Jusqu'ici, les producteurs d'oignons doux des Cévennes étaient principalement confrontés à des épisodes cévenols violents et répétés. Le dernier en date, le 19 septembre 2020, a provoqué des dégâts considérables, détruisant les murs des terrasses sur lesquelles sont cultivés les oignons. Cet aléa climatique avait été précédé quelques mois plus tôt, soit en juin, par un autre de même nature, qui avait surpris toute la profession, car cela ne s'était jamais produit en cette période. "Beaucoup de parcelles en AOP oignon doux des Cévennes ont disparu après le mois de septembre. Comme nous avons quatre ans pour remonter les murs, nous n'avons pas encore fini de recenser les pertes", indique le président.

Au déluge des précipitations (900 mm en 12 heures, le 19 septembre 2020), vient s'ajouter aujourd'hui un autre "déluge" consécutif au dérèglement climatique : la présence de cicadelles qui sèment le désordre dans les parcelles d'oignons doux, en venant s'y installer pour fuir la sécheresse sévissant dans ses habitats habituels. "C'est la chaleur qui la fait se propager. Le problème avec ce ravageur, c'est qu'en"piquant"la plante, il y laisse des phytoplasmes, soit des bactéries qui la contaminent", détaille Gaël Martin. Aucune exploitation n'y échappe, certaines sont touchées à 70 %, voire 90 %, d'autres autour de 10 %. "On n'avait jamais vu cela", s'inquiète le président de l'AOP. Et de prévoir déjà une perte de rendement pour la prochaine récolte, qui a débuté début août.

Le principal ennemi pouvant mettre en péril la culture reste cependant le manque d'eau. "Il nous faut de l'eau dans les bassins de rétention, et il faudra en créer pour pouvoir la stocker", insiste le président, craignant aujourd'hui un arrêté de restriction d'irrigation au vu de la canicule. L'autre bataille de l'association porte, elle, sur la mécanisation du repiquage. "C'est un projet qui nous tient à cœur. Nous allons tester cette année sur quelques parcelles une mécanisation du repiquage. Si nous souhaitons mécaniser le repiquage, c'est pour pouvoir désherber mécaniquement, et ainsi limiter les intrants", détaille le président.

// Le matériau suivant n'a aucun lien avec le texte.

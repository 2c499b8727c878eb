//! Value Encodings
//!
//! Encodes the non-null values of one page. The value count is not stored here;
//! the page header carries it.
//!
//! ## Plain
//! Each value in its `Field::encode_value` form, back to back.
//!
//! ## BitPacked (frame of reference)
//! ```text
//! ┌───────────────────┬──────────┬────────────────────────────────────┐
//! │ reference i64 LE  │ width u8 │ (value - reference) in `width` bits│
//! └───────────────────┴──────────┴────────────────────────────────────┘
//! ```
//! Deltas are packed LSB-first. A page of identical values has width 0 and no
//! packed bytes at all.
//!
//! ## Dictionary
//! ```text
//! ┌──────────────┬──────────────────────────┬──────────┬────────────────────┐
//! │ varint count │ (varint len, bytes)*     │ width u8 │ codes in `width`   │
//! └──────────────┴──────────────────────────┴──────────┴────────────────────┘
//! ```
//! Entries appear in first-seen order; codes index into them.

use std::collections::HashMap;

use bytes::{BufMut, Bytes};

use columnhouse_core::cursor;
use columnhouse_core::varint;
use columnhouse_core::{Datum, Encoding, Error, Field, Result};

/// Bits needed to represent `value`
fn bit_width(value: u64) -> u8 {
    (64 - value.leading_zeros()) as u8
}

fn pack_bits(values: impl IntoIterator<Item = u64>, width: u8, buf: &mut impl BufMut) {
    if width == 0 {
        return;
    }
    let mut acc: u128 = 0;
    let mut bits: u32 = 0;
    for value in values {
        acc |= (value as u128) << bits;
        bits += width as u32;
        while bits >= 8 {
            buf.put_u8(acc as u8);
            acc >>= 8;
            bits -= 8;
        }
    }
    if bits > 0 {
        buf.put_u8(acc as u8);
    }
}

fn unpack_bits(cursor: &mut &[u8], width: u8, count: usize) -> Result<Vec<u64>> {
    if width > 64 {
        return Err(Error::corruption(format!("bit width {} exceeds 64", width)));
    }
    if width == 0 {
        return Ok(vec![0; count]);
    }
    let total_bits = count
        .checked_mul(width as usize)
        .ok_or_else(|| Error::corruption("bit-packed run too long"))?;
    let packed = cursor::take(cursor, total_bits.div_ceil(8), "bit-packed values")?;

    let mask = if width == 64 { u64::MAX } else { (1u64 << width) - 1 };
    let mut bytes = packed.iter();
    let mut acc: u128 = 0;
    let mut bits: u32 = 0;
    let mut out = Vec::with_capacity(count);
    for _ in 0..count {
        while bits < width as u32 {
            // `take` guaranteed enough bytes for every value
            let byte = bytes.next().copied().unwrap_or(0);
            acc |= (byte as u128) << bits;
            bits += 8;
        }
        out.push((acc as u64) & mask);
        acc >>= width;
        bits -= width as u32;
    }
    Ok(out)
}

/// Encode `values` (all non-null, all of `field`'s type)
pub fn encode_values(
    field: &Field,
    encoding: Encoding,
    values: &[Datum],
    buf: &mut impl BufMut,
) -> Result<()> {
    match encoding {
        Encoding::Plain => {
            for value in values {
                field.encode_value(value, buf);
            }
            Ok(())
        }
        Encoding::BitPacked => encode_bit_packed(field, values, buf),
        Encoding::Dictionary => encode_dictionary(field, values, buf),
    }
}

/// Decode `count` values written by `encode_values`
pub fn decode_values(
    field: &Field,
    encoding: Encoding,
    cursor: &mut &[u8],
    count: usize,
) -> Result<Vec<Datum>> {
    match encoding {
        Encoding::Plain => (0..count).map(|_| field.decode_value(cursor)).collect(),
        Encoding::BitPacked => decode_bit_packed(field, cursor, count),
        Encoding::Dictionary => decode_dictionary(field, cursor, count),
    }
}

fn encode_bit_packed(field: &Field, values: &[Datum], buf: &mut impl BufMut) -> Result<()> {
    if values.is_empty() {
        return Ok(());
    }
    let images = values
        .iter()
        .map(|v| {
            v.as_i64().ok_or_else(|| {
                Error::Unsupported(format!(
                    "bit-packed encoding of {} values for {} column",
                    v.kind_name(),
                    field.field_type()
                ))
            })
        })
        .collect::<Result<Vec<i64>>>()?;

    let min = images.iter().copied().min().unwrap_or(0);
    let max = images.iter().copied().max().unwrap_or(0);
    let width = bit_width((max as i128 - min as i128) as u64);

    buf.put_i64_le(min);
    buf.put_u8(width);
    pack_bits(
        images.iter().map(|&v| (v as i128 - min as i128) as u64),
        width,
        buf,
    );
    Ok(())
}

fn decode_bit_packed(field: &Field, cursor: &mut &[u8], count: usize) -> Result<Vec<Datum>> {
    if count == 0 {
        return Ok(Vec::new());
    }
    let reference = i64::from_le_bytes(cursor::get_array(cursor, "frame reference")?);
    let width = cursor::get_u8(cursor, "bit width")?;
    unpack_bits(cursor, width, count)?
        .into_iter()
        .map(|delta| field.datum_from_i64(reference.wrapping_add(delta as i64)))
        .collect()
}

fn encode_dictionary(field: &Field, values: &[Datum], buf: &mut impl BufMut) -> Result<()> {
    if values.is_empty() {
        return Ok(());
    }
    let mut lookup: HashMap<&[u8], u64> = HashMap::new();
    let mut entries: Vec<&[u8]> = Vec::new();
    let mut codes = Vec::with_capacity(values.len());

    for value in values {
        let bytes = value.as_bytes().ok_or_else(|| {
            Error::Unsupported(format!(
                "dictionary encoding of {} values for {} column",
                value.kind_name(),
                field.field_type()
            ))
        })?;
        let code = *lookup.entry(bytes.as_ref()).or_insert_with(|| {
            entries.push(bytes.as_ref());
            (entries.len() - 1) as u64
        });
        codes.push(code);
    }

    varint::encode_varint_u64(buf, entries.len() as u64);
    for entry in &entries {
        varint::encode_varint_u64(buf, entry.len() as u64);
        buf.put_slice(entry);
    }
    let width = bit_width(entries.len() as u64 - 1);
    buf.put_u8(width);
    pack_bits(codes, width, buf);
    Ok(())
}

fn decode_dictionary(field: &Field, cursor: &mut &[u8], count: usize) -> Result<Vec<Datum>> {
    if count == 0 {
        return Ok(Vec::new());
    }
    let dict_len = varint::decode_varint_u64(cursor)? as usize;
    // Every entry needs at least its length byte
    if dict_len == 0 || dict_len > cursor.len() {
        return Err(Error::corruption(format!(
            "dictionary of {} entries in {} bytes",
            dict_len,
            cursor.len()
        )));
    }
    let mut entries = Vec::with_capacity(dict_len);
    for _ in 0..dict_len {
        let len = varint::decode_varint_u64(cursor)? as usize;
        entries.push(Bytes::copy_from_slice(cursor::take(
            cursor,
            len,
            "dictionary entry",
        )?));
    }
    let length = field.length() as usize;
    if length > 0 && entries.iter().any(|e| e.len() > length) {
        return Err(Error::corruption(format!(
            "dictionary entry longer than declared length {}",
            length
        )));
    }

    let width = cursor::get_u8(cursor, "dictionary code width")?;
    unpack_bits(cursor, width, count)?
        .into_iter()
        .map(|code| {
            entries
                .get(code as usize)
                .map(|e| Datum::Bytes(e.clone()))
                .ok_or_else(|| {
                    Error::corruption(format!(
                        "dictionary code {} out of range ({} entries)",
                        code, dict_len
                    ))
                })
        })
        .collect()
}
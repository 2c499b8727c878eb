//! Segment Writer
//!
//! ## State Machine
//!
//! ```text
//! Created ──init()──► Initialized ──append_row()──► Appending ──finalize()──► Finalized
//!                          │                                       ▲
//!                          └──────────────finalize()───────────────┘
//! ```
//!
//! `append_row` and `finalize` fail with `InvalidState` outside their states.
//! `finalize` moves to `Finalized` even when it fails: a partially written file
//! has no trailer and is rejected by the reader, so it must be discarded.
//!
//! ## Example Usage
//!
//! ```ignore
//! use columnhouse_storage::{SegmentWriter, SegmentWriterOptions};
//! use columnhouse_core::OwnedRow;
//!
//! let mut writer = SegmentWriter::new(7, schema, SegmentWriterOptions::default(), "seg_7.dat");
//! writer.init()?;
//! for row in rows {
//!     writer.append_row(&row)?;
//! }
//! let file_size = writer.finalize()?;
//! ```

use std::path::PathBuf;

use bytes::Bytes;
use tracing::{debug, info};

use columnhouse_core::key::encode_short_key;
use columnhouse_core::{Encoding, Error, Result, Row, Schema};

use super::footer::SegmentFooter;
use super::{MAGIC_HEADER_ESTIMATE, SEGMENT_MAGIC};
use crate::column::{ColumnMeta, ColumnWriter};
use crate::config::SegmentWriterOptions;
use crate::file::{LocalWritableFile, WritableFile};
use crate::page::PagePointer;
use crate::short_key_index::ShortKeyIndexBuilder;

#[derive(Debug, Clone, Copy, PartialEq, Eq)]
pub enum WriterState {
    Created,
    Initialized,
    Appending,
    Finalized,
}

enum Output {
    /// Created on `init()`
    Path(PathBuf),
    File(Box<dyn WritableFile>),
}

pub struct SegmentWriter {
    segment_id: u32,
    schema: Schema,
    options: SegmentWriterOptions,
    state: WriterState,
    output: Option<Output>,
    column_writers: Vec<ColumnWriter>,
    short_key_index_builder: Option<ShortKeyIndexBuilder>,
    row_count: u64,
    key_buf: Vec<u8>,
}

impl SegmentWriter {
    /// Writer for a new local file at `path` (must not exist yet)
    pub fn new(
        segment_id: u32,
        schema: Schema,
        options: SegmentWriterOptions,
        path: impl Into<PathBuf>,
    ) -> Self {
        Self::with_output(segment_id, schema, options, Output::Path(path.into()))
    }

    /// Writer appending to a caller-supplied file
    pub fn with_file(
        segment_id: u32,
        schema: Schema,
        options: SegmentWriterOptions,
        file: Box<dyn WritableFile>,
    ) -> Self {
        Self::with_output(segment_id, schema, options, Output::File(file))
    }

    fn with_output(
        segment_id: u32,
        schema: Schema,
        options: SegmentWriterOptions,
        output: Output,
    ) -> Self {
        Self {
            segment_id,
            schema,
            options,
            state: WriterState::Created,
            output: Some(output),
            column_writers: Vec::new(),
            short_key_index_builder: None,
            row_count: 0,
            key_buf: Vec::new(),
        }
    }

    pub fn state(&self) -> WriterState {
        self.state
    }

    pub fn segment_id(&self) -> u32 {
        self.segment_id
    }

    pub fn schema(&self) -> &Schema {
        &self.schema
    }

    /// Rows appended so far
    pub fn num_rows_written(&self) -> u64 {
        self.row_count
    }

    /// Open the output and create one column writer per schema column
    pub fn init(&mut self) -> Result<()> {
        if self.state != WriterState::Created {
            return Err(Error::InvalidState(format!(
                "init() on segment {} in state {:?}",
                self.segment_id, self.state
            )));
        }
        if self.options.num_rows_per_block == 0 || self.options.max_rows_per_page == 0 {
            return Err(Error::InvalidArgument(
                "num_rows_per_block and max_rows_per_page must be positive".to_string(),
            ));
        }
        let num_rows_per_block = u32::try_from(self.options.num_rows_per_block).map_err(|_| {
            Error::InvalidArgument(format!(
                "num_rows_per_block {} exceeds u32",
                self.options.num_rows_per_block
            ))
        })?;

        let mut column_writers = Vec::with_capacity(self.schema.num_columns());
        for (column_id, column) in self.schema.columns().iter().enumerate() {
            let options = self.options.column_options(column);
            column_writers.push(ColumnWriter::new(column_id as u32, column, options)?);
        }

        if let Some(Output::Path(path)) = &self.output {
            let file = LocalWritableFile::create(path)?;
            debug!(segment_id = self.segment_id, path = %path.display(), "Created segment file");
            self.output = Some(Output::File(Box::new(file)));
        }

        self.column_writers = column_writers;
        self.short_key_index_builder = Some(ShortKeyIndexBuilder::new(
            self.segment_id,
            num_rows_per_block,
        ));
        self.state = WriterState::Initialized;
        Ok(())
    }

    /// Append one row; every cell is validated before any column sees it
    pub fn append_row<R: Row + ?Sized>(&mut self, row: &R) -> Result<()> {
        if !matches!(self.state, WriterState::Initialized | WriterState::Appending) {
            return Err(Error::InvalidState(format!(
                "append_row() on segment {} in state {:?}",
                self.segment_id, self.state
            )));
        }
        if row.num_cells() != self.column_writers.len() {
            return Err(Error::InvalidArgument(format!(
                "row has {} cells, schema has {} columns",
                row.num_cells(),
                self.column_writers.len()
            )));
        }
        for (index, writer) in self.column_writers.iter().enumerate() {
            writer.check_cell(row.cell(index))?;
        }

        for (index, writer) in self.column_writers.iter_mut().enumerate() {
            writer.append_cell(row.cell(index))?;
        }

        if self.row_count % self.options.num_rows_per_block as u64 == 0 {
            self.key_buf.clear();
            encode_short_key(&self.schema, row, &mut self.key_buf);
            if let Some(builder) = &mut self.short_key_index_builder {
                builder.add_item(&self.key_buf)?;
            }
        }
        self.row_count += 1;
        self.state = WriterState::Appending;
        Ok(())
    }

    /// Rough size of the finished file, for capacity checks
    pub fn estimate_segment_size(&self) -> u64 {
        let columns: usize = self
            .column_writers
            .iter()
            .map(ColumnWriter::estimate_buffer_size)
            .sum();
        let short_key = self
            .short_key_index_builder
            .as_ref()
            .map_or(0, ShortKeyIndexBuilder::size);
        (MAGIC_HEADER_ESTIMATE + columns + short_key) as u64
    }

    /// Write every section and the footer trailer; returns the file size
    pub fn finalize(&mut self) -> Result<u64> {
        if !matches!(self.state, WriterState::Initialized | WriterState::Appending) {
            return Err(Error::InvalidState(format!(
                "finalize() on segment {} in state {:?}",
                self.segment_id, self.state
            )));
        }
        self.state = WriterState::Finalized;

        let mut file = match self.output.take() {
            Some(Output::File(file)) => file,
            _ => {
                return Err(Error::InvalidState(format!(
                    "segment {} has no open output",
                    self.segment_id
                )))
            }
        };
        let file = file.as_mut();

        for writer in &mut self.column_writers {
            writer.finish()?;
            writer.write_data(file)?;
        }
        let data_end = file.current_size();
        for writer in &mut self.column_writers {
            writer.write_ordinal_index(file)?;
        }
        for writer in &mut self.column_writers {
            writer.write_zone_map(file)?;
        }
        debug!(
            segment_id = self.segment_id,
            data_bytes = data_end,
            index_bytes = file.current_size() - data_end,
            "Wrote column sections"
        );

        let mut columns = Vec::with_capacity(self.column_writers.len());
        for (writer, column) in self.column_writers.iter().zip(self.schema.columns()) {
            let mut meta = ColumnMeta::new(
                writer.column_id(),
                column,
                Encoding::Plain,
                self.options.compression,
            );
            writer.write_meta(&mut meta);
            columns.push(meta);
        }
        let mut footer = SegmentFooter::new(self.row_count, columns);

        let mut builder = self.short_key_index_builder.take().ok_or_else(|| {
            Error::InvalidState(format!("segment {} has no short key index", self.segment_id))
        })?;
        let mut slices: Vec<Bytes> = Vec::new();
        builder.finalize(file.current_size(), self.row_count, &mut slices)?;
        let short_key_offset = file.current_size();
        let short_key_len: usize = slices.iter().map(Bytes::len).sum();
        let slice_refs: Vec<&[u8]> = slices.iter().map(Bytes::as_ref).collect();
        file.appendv(&slice_refs)?;
        footer.short_key_index_pointer =
            Some(PagePointer::for_section(short_key_offset, short_key_len)?);

        let footer_bytes = footer.encode();
        let footer_size = u32::try_from(footer_bytes.len()).map_err(|_| {
            Error::Serialization(format!("footer of {} bytes exceeds u32", footer_bytes.len()))
        })?;
        let size_bytes = footer_size.to_le_bytes();
        let checksum_bytes = crc32c::crc32c(&footer_bytes).to_le_bytes();
        let trailer: [&[u8]; 4] = [&footer_bytes, &size_bytes, &checksum_bytes, SEGMENT_MAGIC];
        file.appendv(&trailer)?;
        file.sync()?;

        let file_size = file.current_size();
        info!(
            segment_id = self.segment_id,
            num_rows = self.row_count,
            num_columns = self.column_writers.len(),
            footer_bytes = footer_size,
            file_size,
            "Finalized segment"
        );
        Ok(file_size)
    }
}
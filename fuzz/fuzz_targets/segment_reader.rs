#![no_main]

use std::sync::Arc;

use bytes::Bytes;
use columnhouse_core::{ColumnBlock, RowBlock};
use columnhouse_storage::{BatchStatus, ColumnReaderOptions, SegmentReader};
use libfuzzer_sys::fuzz_target;

fuzz_target!(|data: &[u8]| {
    // Arbitrary bytes must produce an error, never a panic:
    // - bad magic, truncated trailer or footer
    // - footer CRC32C mismatch
    // - pointers outside the file, malformed ordinal index or zone maps
    // - page CRC mismatch, undecodable LZ4, malformed bit-packed or dictionary payloads
    let Ok(reader) = SegmentReader::from_file(Arc::new(Bytes::copy_from_slice(data))) else {
        return;
    };

    let _ = reader.short_key_index();
    for column in 0..reader.num_columns() {
        let _ = reader.segment_zone_map(column);
        let Ok(column_reader) = reader.column_reader(column, ColumnReaderOptions::default()) else {
            continue;
        };
        let mut iter = column_reader.new_iterator();
        let mut block = ColumnBlock::new();
        let _ = iter.seek_to_ordinal(reader.num_rows() / 2);
        let _ = iter.next_batch(64, &mut block);
    }

    if let Ok(mut rows) = reader.new_row_iterator(ColumnReaderOptions::default()) {
        let mut block = RowBlock::new(0);
        while let Ok(BatchStatus::Read(_)) = rows.next_batch(256, &mut block) {}
    }
});
//! Bounds-checked readers over `&[u8]`.
//!
//! `bytes::Buf` panics when a read runs past the end of the buffer, which is
//! fine for data we just produced but not for bytes read back from disk. These
//! helpers return [`Error::Corruption`] instead, naming what was being read.

use crate::error::{Error, Result};

/// Split `len` bytes off the front of the cursor
pub fn take<'a>(cursor: &mut &'a [u8], len: usize, what: &str) -> Result<&'a [u8]> {
    if cursor.len() < len {
        return Err(Error::corruption(format!(
            "truncated {}: need {} bytes, {} remaining",
            what,
            len,
            cursor.len()
        )));
    }
    let (head, tail) = cursor.split_at(len);
    *cursor = tail;
    Ok(head)
}

pub fn get_u8(cursor: &mut &[u8], what: &str) -> Result<u8> {
    Ok(take(cursor, 1, what)?[0])
}

pub fn get_u32_le(cursor: &mut &[u8], what: &str) -> Result<u32> {
    let bytes = take(cursor, 4, what)?;
    Ok(u32::from_le_bytes([bytes[0], bytes[1], bytes[2], bytes[3]]))
}

pub fn get_u64_le(cursor: &mut &[u8], what: &str) -> Result<u64> {
    let mut raw = [0u8; 8];
    raw.copy_from_slice(take(cursor, 8, what)?);
    Ok(u64::from_le_bytes(raw))
}

/// Read a fixed-size array
pub fn get_array<const N: usize>(cursor: &mut &[u8], what: &str) -> Result<[u8; N]> {
    let mut raw = [0u8; N];
    raw.copy_from_slice(take(cursor, N, what)?);
    Ok(raw)
}

/// Read a presence byte (0 or 1)
pub fn get_flag(cursor: &mut &[u8], what: &str) -> Result<bool> {
    match get_u8(cursor, what)? {
        0 => Ok(false),
        1 => Ok(true),
        other => Err(Error::corruption(format!("invalid {} flag: {}", what, other))),
    }
}

#[cfg(test)]
mod tests {
    use super::*;

    #[test]
    fn test_take_advances() {
        let data = [1u8, 2, 3, 4];
        let mut cursor = &data[..];
        assert_eq!(take(&mut cursor, 3, "head").unwrap(), &[1, 2, 3]);
        assert_eq!(cursor, &[4]);
    }

    #[test]
    fn test_take_past_end_is_corruption() {
        let data = [1u8, 2];
        let mut cursor = &data[..];
        let err = take(&mut cursor, 3, "body").unwrap_err();
        assert!(err.is_corruption());
        assert!(err.to_string().contains("body"));
    }

    #[test]
    fn test_fixed_width_le() {
        let mut data = Vec::new();
        data.extend_from_slice(&0xDEADBEEFu32.to_le_bytes());
        data.extend_from_slice(&42u64.to_le_bytes());
        let mut cursor = &data[..];
        assert_eq!(get_u32_le(&mut cursor, "a").unwrap(), 0xDEADBEEF);
        assert_eq!(get_u64_le(&mut cursor, "b").unwrap(), 42);
        assert!(get_u8(&mut cursor, "c").is_err());
    }

    #[test]
    fn test_flag_rejects_garbage() {
        let mut cursor: &[u8] = &[0, 1, 7];
        assert!(!get_flag(&mut cursor, "f").unwrap());
        assert!(get_flag(&mut cursor, "f").unwrap());
        assert!(get_flag(&mut cursor, "f").is_err());
    }
}
//! Columns
//!
//! Each schema column is written and read independently:
//!
//! - [`ColumnWriter`] buffers cells into pages, seals them, and later writes its
//!   data pages, ordinal index and zone map as three separate sections
//! - [`ColumnReader`] validates a column's footer entry against the file and
//!   hands out [`ColumnIterator`]s for sequential scans and seeks
//!
//! [`ColumnMeta`] is the column's footer entry: identity, type, encoding,
//! and a pointer to every section the writer produced.

mod reader;
mod writer;

pub use reader::{BatchStatus, ColumnIterator, ColumnReader};
pub use writer::ColumnWriter;

use bytes::BufMut;

use columnhouse_core::cursor;
use columnhouse_core::varint;
use columnhouse_core::{ColumnSchema, Compression, Encoding, Error, Field, FieldType, Result};

use crate::page::PagePointer;
use crate::zone_map::ZoneMap;

/// Footer entry of one column
#[derive(Debug, Clone, PartialEq)]
pub struct ColumnMeta {
    /// Position in the schema
    pub column_id: u32,
    pub unique_id: u32,
    pub field_type: FieldType,
    pub length: u32,
    pub is_nullable: bool,
    pub encoding: Encoding,
    pub compression: Compression,
    pub num_rows: u64,
    pub data_page_pointers: Vec<PagePointer>,
    pub ordinal_index_pointer: Option<PagePointer>,
    pub zone_map_pointer: Option<PagePointer>,
    pub segment_zone_map: Option<ZoneMap>,
}

impl ColumnMeta {
    pub fn new(
        column_id: u32,
        column: &ColumnSchema,
        encoding: Encoding,
        compression: Compression,
    ) -> Self {
        Self {
            column_id,
            unique_id: column.unique_id,
            field_type: column.field_type,
            length: column.length,
            is_nullable: column.is_nullable,
            encoding,
            compression,
            num_rows: 0,
            data_page_pointers: Vec::new(),
            ordinal_index_pointer: None,
            zone_map_pointer: None,
            segment_zone_map: None,
        }
    }

    pub fn field(&self) -> Field {
        Field::new(self.field_type, self.length)
    }

    pub fn encode(&self, buf: &mut impl BufMut) {
        varint::encode_varint_u64(buf, self.column_id as u64);
        varint::encode_varint_u64(buf, self.unique_id as u64);
        buf.put_u8(self.field_type as u8);
        varint::encode_varint_u64(buf, self.length as u64);
        buf.put_u8(self.is_nullable as u8);
        buf.put_u8(self.encoding as u8);
        buf.put_u8(self.compression as u8);
        varint::encode_varint_u64(buf, self.num_rows);
        varint::encode_varint_u64(buf, self.data_page_pointers.len() as u64);
        for pointer in &self.data_page_pointers {
            pointer.encode(buf);
        }
        encode_optional_pointer(self.ordinal_index_pointer, buf);
        encode_optional_pointer(self.zone_map_pointer, buf);
        match &self.segment_zone_map {
            Some(zone_map) => {
                buf.put_u8(1);
                zone_map.encode_record(&self.field(), buf);
            }
            None => buf.put_u8(0),
        }
    }

    pub fn decode(cursor: &mut &[u8]) -> Result<Self> {
        let column_id = varint::decode_varint_u32(cursor)?;
        let unique_id = varint::decode_varint_u32(cursor)?;
        let field_type = FieldType::try_from(cursor::get_u8(cursor, "field type")?)?;
        let length = varint::decode_varint_u32(cursor)?;
        let is_nullable = cursor::get_flag(cursor, "is_nullable")?;
        let encoding = Encoding::try_from(cursor::get_u8(cursor, "encoding")?)?;
        let compression = Compression::try_from(cursor::get_u8(cursor, "compression")?)?;
        if !encoding.supports(field_type) {
            return Err(Error::corruption(format!(
                "column {} stores {} with {} encoding",
                column_id, field_type, encoding
            )));
        }
        let num_rows = varint::decode_varint_u64(cursor)?;

        let num_pages = varint::decode_varint_u64(cursor)? as usize;
        // Each pointer takes at least two bytes
        if num_pages > cursor.len() / 2 {
            return Err(Error::corruption(format!(
                "column {} claims {} pages in {} footer bytes",
                column_id,
                num_pages,
                cursor.len()
            )));
        }
        let mut data_page_pointers = Vec::with_capacity(num_pages);
        for _ in 0..num_pages {
            data_page_pointers.push(PagePointer::decode(cursor)?);
        }

        let ordinal_index_pointer = decode_optional_pointer(cursor, "ordinal index pointer")?;
        let zone_map_pointer = decode_optional_pointer(cursor, "zone map pointer")?;
        let field = Field::new(field_type, length);
        let segment_zone_map = if cursor::get_flag(cursor, "segment zone map")? {
            Some(ZoneMap::decode_record(&field, cursor)?)
        } else {
            None
        };

        Ok(Self {
            column_id,
            unique_id,
            field_type,
            length,
            is_nullable,
            encoding,
            compression,
            num_rows,
            data_page_pointers,
            ordinal_index_pointer,
            zone_map_pointer,
            segment_zone_map,
        })
    }
}

pub(crate) fn encode_optional_pointer(pointer: Option<PagePointer>, buf: &mut impl BufMut) {
    match pointer {
        Some(pointer) => {
            buf.put_u8(1);
            pointer.encode(buf);
        }
        None => buf.put_u8(0),
    }
}

pub(crate) fn decode_optional_pointer(
    cursor: &mut &[u8],
    what: &str,
) -> Result<Option<PagePointer>> {
    if cursor::get_flag(cursor, what)? {
        Ok(Some(PagePointer::decode(cursor)?))
    } else {
        Ok(None)
    }
}

#[cfg(test)]
mod tests {
    use super::*;
    use columnhouse_core::Datum;

    #[test]
    fn test_column_meta_roundtrip() {
        let schema = ColumnSchema::new(42, "name", FieldType::Varchar).with_length(16);
        let mut meta = ColumnMeta::new(3, &schema, Encoding::Dictionary, Compression::Lz4);
        meta.num_rows = 2048;
        meta.data_page_pointers = vec![PagePointer::new(0, 300), PagePointer::new(300, 120)];
        meta.ordinal_index_pointer = Some(PagePointer::new(420, 44));
        let mut zone_map = ZoneMap::new();
        zone_map.update(&meta.field(), Some(&Datum::from("alpha")));
        zone_map.update(&meta.field(), None);
        meta.segment_zone_map = Some(zone_map);

        let mut buf: Vec<u8> = Vec::new();
        meta.encode(&mut buf);
        let mut cursor = buf.as_slice();
        let decoded = ColumnMeta::decode(&mut cursor).unwrap();
        assert!(cursor.is_empty());
        assert_eq!(decoded, meta);
    }

    #[test]
    fn test_decode_rejects_invalid_encoding_for_type() {
        let schema = ColumnSchema::new(1, "v", FieldType::Double);
        let meta = ColumnMeta::new(0, &schema, Encoding::Dictionary, Compression::None);
        let mut buf: Vec<u8> = Vec::new();
        meta.encode(&mut buf);
        assert!(ColumnMeta::decode(&mut buf.as_slice()).unwrap_err().is_corruption());
    }

    #[test]
    fn test_decode_rejects_truncated_entry() {
        let schema = ColumnSchema::new(1, "v", FieldType::Int);
        let meta = ColumnMeta::new(0, &schema, Encoding::BitPacked, Compression::Lz4);
        let mut buf: Vec<u8> = Vec::new();
        meta.encode(&mut buf);
        buf.pop();
        assert!(ColumnMeta::decode(&mut buf.as_slice()).is_err());
    }
}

L'association travaille de concert avec l'Inao sur la mise en place d'un protocole pour pouvoir faire évoluer le cahier des charges de l'AOP Oignon doux des Cévennes. Et ainsi mettre en adéquation la préservation de l'environnement avec les attentes sociétales, au cœur des démarches actuelles des indications géographiques. Reste que la succession des aléas climatiques d'une année à l'autre, comme c'est le cas aujourd'hui, fait se poser des questions à nombre de producteurs sur la pérennité de cette culture. "Si on enlève cette économie des Cévennes, que va-t-il y rester ?", s'alarme, de son côté, le directeur de la coopérative, Thomas Vidal.